Avec Cédric, nous ne souhaitions pas que nos rencontres soient des temps trop pédagogiques mais plutôt des temps d’expression avec support. Nous sommes au tout début, Inès commence à peine à manipuler l’outil.  Pour le moment, elle apprécie de se mettre en scène, de s’écouter. Nous souhaitons qu’elle se l’approprie d’avantage et lui apprendre comment elle pourra l’utiliser au quotidien pour initier une discussion, un temps d’échange.

D’après toi, Mon carnet parcours de vie remplit-il ses objectifs ? Est-il un outil d’aide à l’autodétermination des personnes en situation de handicaps rares et un support pertinent pour les pairs aidants ?

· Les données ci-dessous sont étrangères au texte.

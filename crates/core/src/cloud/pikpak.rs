//! PikPak cloud storage implementation.

use std::sync::Arc;
use std::time::Duration;

use async_trait::async_trait;
use chrono::{DateTime, Utc};
use reqwest::{Client, Method, StatusCode};
use serde::de::DeserializeOwned;
use serde::Deserialize;
use serde_json::{json, Value};
use tokio::sync::RwLock;
use tracing::{debug, warn};

use crate::config::PikPakConfig;
use crate::metrics::CLOUD_CALLS_TOTAL;

use super::{
    CloudClient, CloudError, CloudFile, CloudTask, FileKind, ResolvedDownload, TaskPhase,
    TransferReceipt, UserProfile,
};

/// PikPak client implementation.
///
/// The session lives in the reqwest cookie jar; an expired session is
/// recovered by a single re-login followed by one retry of the request.
pub struct PikPakClient {
    client: Client,
    config: PikPakConfig,
    /// Marker for whether a login has succeeded (cookies do the real work).
    session: Arc<RwLock<Option<String>>>,
}

impl PikPakClient {
    /// Create a new PikPak client.
    pub fn new(config: PikPakConfig) -> Self {
        let client = Client::builder()
            .timeout(Duration::from_secs(config.timeout_secs as u64))
            .cookie_store(true)
            .build()
            .expect("Failed to create HTTP client");

        Self {
            client,
            config,
            session: Arc::new(RwLock::new(None)),
        }
    }

    /// Get the base URL without trailing slash.
    fn base_url(&self) -> &str {
        self.config.base_url.trim_end_matches('/')
    }

    /// Login and store the session cookie.
    pub async fn login(&self) -> Result<(), CloudError> {
        let url = format!("{}/v1/auth/signin", self.base_url());

        let body = json!({
            "username": self.config.username,
            "password": self.config.password,
        });

        let response = self
            .client
            .post(&url)
            .json(&body)
            .send()
            .await
            .map_err(|e| {
                if e.is_timeout() {
                    CloudError::Timeout
                } else {
                    CloudError::ConnectionFailed(e.to_string())
                }
            })?;

        let status = response.status();
        let text = response.text().await.unwrap_or_default();

        if status.is_success() {
            debug!("PikPak login successful");
            let mut session = self.session.write().await;
            *session = Some("authenticated".to_string());
            Ok(())
        } else {
            Err(CloudError::Auth(extract_error_message(
                status.as_u16(),
                &text,
            )))
        }
    }

    /// Ensure we have a valid session, logging in if needed.
    async fn ensure_authenticated(&self) -> Result<(), CloudError> {
        let session = self.session.read().await;
        if session.is_some() {
            return Ok(());
        }
        drop(session);
        self.login().await
    }

    /// Send one request without retry handling.
    async fn send_once(
        &self,
        method: &Method,
        path: &str,
        body: Option<&Value>,
    ) -> Result<reqwest::Response, CloudError> {
        let url = format!("{}{}", self.base_url(), path);
        let mut request = self.client.request(method.clone(), &url);
        if let Some(body) = body {
            request = request.json(body);
        }
        request.send().await.map_err(|e| {
            if e.is_timeout() {
                CloudError::Timeout
            } else {
                CloudError::ConnectionFailed(e.to_string())
            }
        })
    }

    /// Shared request helper: serializes an optional JSON body, attaches the
    /// session, re-authenticates once on 401/403, and unwraps the server's
    /// `error` field from failure bodies.
    async fn request<T: DeserializeOwned>(
        &self,
        method: Method,
        path: &str,
        body: Option<&Value>,
    ) -> Result<T, CloudError> {
        self.ensure_authenticated().await?;

        let mut response = self.send_once(&method, path, body).await?;

        if response.status() == StatusCode::UNAUTHORIZED
            || response.status() == StatusCode::FORBIDDEN
        {
            warn!("PikPak session expired, re-authenticating");
            {
                let mut session = self.session.write().await;
                *session = None;
            }
            self.login().await?;
            response = self.send_once(&method, path, body).await?;
        }

        let status = response.status();
        let text = response
            .text()
            .await
            .map_err(|e| CloudError::ConnectionFailed(e.to_string()))?;

        if !status.is_success() {
            return Err(CloudError::Api {
                status: status.as_u16(),
                message: extract_error_message(status.as_u16(), &text),
            });
        }

        serde_json::from_str(&text).map_err(|e| CloudError::Parse(e.to_string()))
    }
}

#[async_trait]
impl CloudClient for PikPakClient {
    fn name(&self) -> &str {
        "pikpak"
    }

    async fn get_user(&self) -> Result<UserProfile, CloudError> {
        CLOUD_CALLS_TOTAL.with_label_values(&["get_user"]).inc();
        let user: PikPakUser = self.request(Method::GET, "/v1/user/me", None).await?;
        Ok(UserProfile {
            username: user.username.unwrap_or_default(),
            user_id: user.user_id.unwrap_or_default(),
        })
    }

    async fn add_download(
        &self,
        url: &str,
        name: Option<&str>,
    ) -> Result<TransferReceipt, CloudError> {
        CLOUD_CALLS_TOTAL.with_label_values(&["add_download"]).inc();

        let mut body = json!({
            "kind": "drive#file",
            "upload_type": "UPLOAD_TYPE_URL",
            "url": { "url": url },
        });
        if let Some(name) = name {
            body["name"] = json!(name);
        }

        let ack: PikPakAddResponse = self
            .request(Method::POST, "/drive/v1/files", Some(&body))
            .await?;

        Ok(TransferReceipt {
            task: ack.task.map(|t| task_to_model(t, &mut 0)),
        })
    }

    async fn get_tasks(&self) -> Result<Vec<CloudTask>, CloudError> {
        CLOUD_CALLS_TOTAL.with_label_values(&["get_tasks"]).inc();

        let response: PikPakTasksResponse = self
            .request(Method::GET, "/drive/v1/tasks?type=offline", None)
            .await?;

        let mut unknown_phases = 0u32;
        let tasks = response
            .tasks
            .into_iter()
            .map(|t| task_to_model(t, &mut unknown_phases))
            .collect();

        if unknown_phases > 0 {
            warn!(
                count = unknown_phases,
                "Task snapshot contained unrecognized phases, mapped to \"other\""
            );
        }

        Ok(tasks)
    }

    async fn get_files(&self, parent_id: Option<&str>) -> Result<Vec<CloudFile>, CloudError> {
        CLOUD_CALLS_TOTAL.with_label_values(&["get_files"]).inc();

        let path = match parent_id {
            Some(id) => format!(
                "/drive/v1/files?parent_id={}",
                urlencoding::encode(id)
            ),
            None => "/drive/v1/files".to_string(),
        };

        let response: PikPakFilesResponse = self.request(Method::GET, &path, None).await?;

        Ok(response.files.into_iter().map(file_to_model).collect())
    }

    async fn download_url(&self, file_id: &str) -> Result<ResolvedDownload, CloudError> {
        CLOUD_CALLS_TOTAL.with_label_values(&["download_url"]).inc();

        let path = format!("/drive/v1/files/{}", urlencoding::encode(file_id));
        let detail: PikPakFileDetail = self.request(Method::GET, &path, None).await?;

        let url = detail
            .web_content_link
            .filter(|u| !u.is_empty())
            .or_else(|| {
                detail
                    .medias
                    .into_iter()
                    .find_map(|m| m.link.map(|l| l.url))
            })
            .ok_or_else(|| CloudError::Api {
                status: 404,
                message: "File URL not found".to_string(),
            })?;

        Ok(ResolvedDownload {
            name: detail.name.unwrap_or_else(|| "download".to_string()),
            url,
        })
    }
}

/// Pull the server-supplied `error` field out of a failure body, falling
/// back to a generic message. Callers surface this string verbatim.
fn extract_error_message(status: u16, body: &str) -> String {
    #[derive(Deserialize)]
    struct ErrorBody {
        error: Option<String>,
    }

    if let Ok(parsed) = serde_json::from_str::<ErrorBody>(body) {
        if let Some(error) = parsed.error {
            if !error.is_empty() {
                return error;
            }
        }
    }

    format!("Cloud error: {}", status)
}

/// Parse a PikPak phase string to a TaskPhase, counting unknowns.
fn parse_phase(phase: &str, unknown: &mut u32) -> TaskPhase {
    match phase {
        "PHASE_TYPE_RUNNING" | "PHASE_TYPE_PENDING" => TaskPhase::Running,
        "PHASE_TYPE_COMPLETE" => TaskPhase::Complete,
        "PHASE_TYPE_ERROR" => TaskPhase::Error,
        _ => {
            *unknown += 1;
            TaskPhase::Other
        }
    }
}

/// Parse a PikPak `kind` string.
fn parse_kind(kind: &str) -> FileKind {
    if kind == "drive#folder" {
        FileKind::Folder
    } else {
        FileKind::File
    }
}

/// PikPak serializes sizes as decimal strings.
fn parse_size(size: Option<&str>) -> Option<u64> {
    size.and_then(|s| s.parse::<u64>().ok())
}

fn parse_created(time: Option<&str>) -> Option<DateTime<Utc>> {
    time.and_then(|t| DateTime::parse_from_rfc3339(t).ok())
        .map(|dt| dt.with_timezone(&Utc))
}

fn task_to_model(task: PikPakTask, unknown: &mut u32) -> CloudTask {
    CloudTask {
        id: task.id,
        name: task.name.unwrap_or_default(),
        phase: task
            .phase
            .as_deref()
            .map(|p| parse_phase(p, unknown))
            .unwrap_or(TaskPhase::Other),
        progress: task.progress.unwrap_or(0).clamp(0, 100) as u8,
        file_size: parse_size(task.file_size.as_deref()),
    }
}

fn file_to_model(file: PikPakFile) -> CloudFile {
    CloudFile {
        id: file.id,
        kind: file
            .kind
            .as_deref()
            .map(parse_kind)
            .unwrap_or(FileKind::File),
        name: file.name.unwrap_or_default(),
        size: parse_size(file.size.as_deref()).unwrap_or(0),
        created_at: parse_created(file.created_time.as_deref()),
    }
}

// PikPak API response types
#[derive(Debug, Deserialize)]
struct PikPakUser {
    #[serde(alias = "name")]
    username: Option<String>,
    #[serde(alias = "sub")]
    user_id: Option<String>,
}

#[derive(Debug, Deserialize)]
struct PikPakTasksResponse {
    #[serde(default)]
    tasks: Vec<PikPakTask>,
}

#[derive(Debug, Deserialize)]
struct PikPakTask {
    id: String,
    name: Option<String>,
    phase: Option<String>,
    progress: Option<i64>,
    file_size: Option<String>,
}

#[derive(Debug, Deserialize)]
struct PikPakFilesResponse {
    #[serde(default)]
    files: Vec<PikPakFile>,
}

#[derive(Debug, Deserialize)]
struct PikPakFile {
    id: String,
    kind: Option<String>,
    name: Option<String>,
    size: Option<String>,
    created_time: Option<String>,
}

#[derive(Debug, Deserialize)]
struct PikPakAddResponse {
    task: Option<PikPakTask>,
}

#[derive(Debug, Deserialize)]
struct PikPakFileDetail {
    name: Option<String>,
    web_content_link: Option<String>,
    #[serde(default)]
    medias: Vec<PikPakMedia>,
}

#[derive(Debug, Deserialize)]
struct PikPakMedia {
    link: Option<PikPakMediaLink>,
}

#[derive(Debug, Deserialize)]
struct PikPakMediaLink {
    url: String,
}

  • LES OBJECTIFS DE MON CARNET PARCOURS DE VIE
    • Conserver en un même endroit l’histoire de la personne
    • Faciliter la communication de la personne avec son l’entourage
    • Créer des moments de plaisir partagé entre la personne et ses partenaires

Alice : Oui, le projet remplit ses objectifs notamment celui de facilitateur, médiateur de la communication de la personne et de son entourage.

L’outil aide Inès à se centrer. Elle est plus présente, elle est attentive, concentrée sur l’échange qu’elle initie.  Ce média va l’aider par la suite à revenir sur des temps particuliers qu’elle a envie de partager en utilisant le retour sonore (synthèse vocale) de l’ordinateur.

En ce moment, avec l’aide d’un adulte pour manipuler l’outil, Inès commente les précédents enregistrements et ses commentaires sont précieux dans nos échanges immédiats. Ce sont ses commentaires qui contextualisent et qui permettent aux aidants de mieux comprendre les temps vécus sur lesquels Inès souhaite revenir. Jusqu’alors, sans support, elle peinait à contextualiser, à se faire comprendre et donc à échanger.

L’outil favorise la démarche d’autodétermination en plaçant Inès au cœur de la formalisation de son parcours. C’est un outil qui se veut accessible à tous, la personne et ses aidants et Inès peut choisir d’alimenter cette bibliothèque de ses souvenirs : son parcours, son vécu, ses appétences.

Photos de la bibliothèque d'Inès
Photos de la bibliothèque d’Inès – Crédits : CNRHR La Pépinière

En quelques mots, quelles sont les principales difficultés rencontrées ?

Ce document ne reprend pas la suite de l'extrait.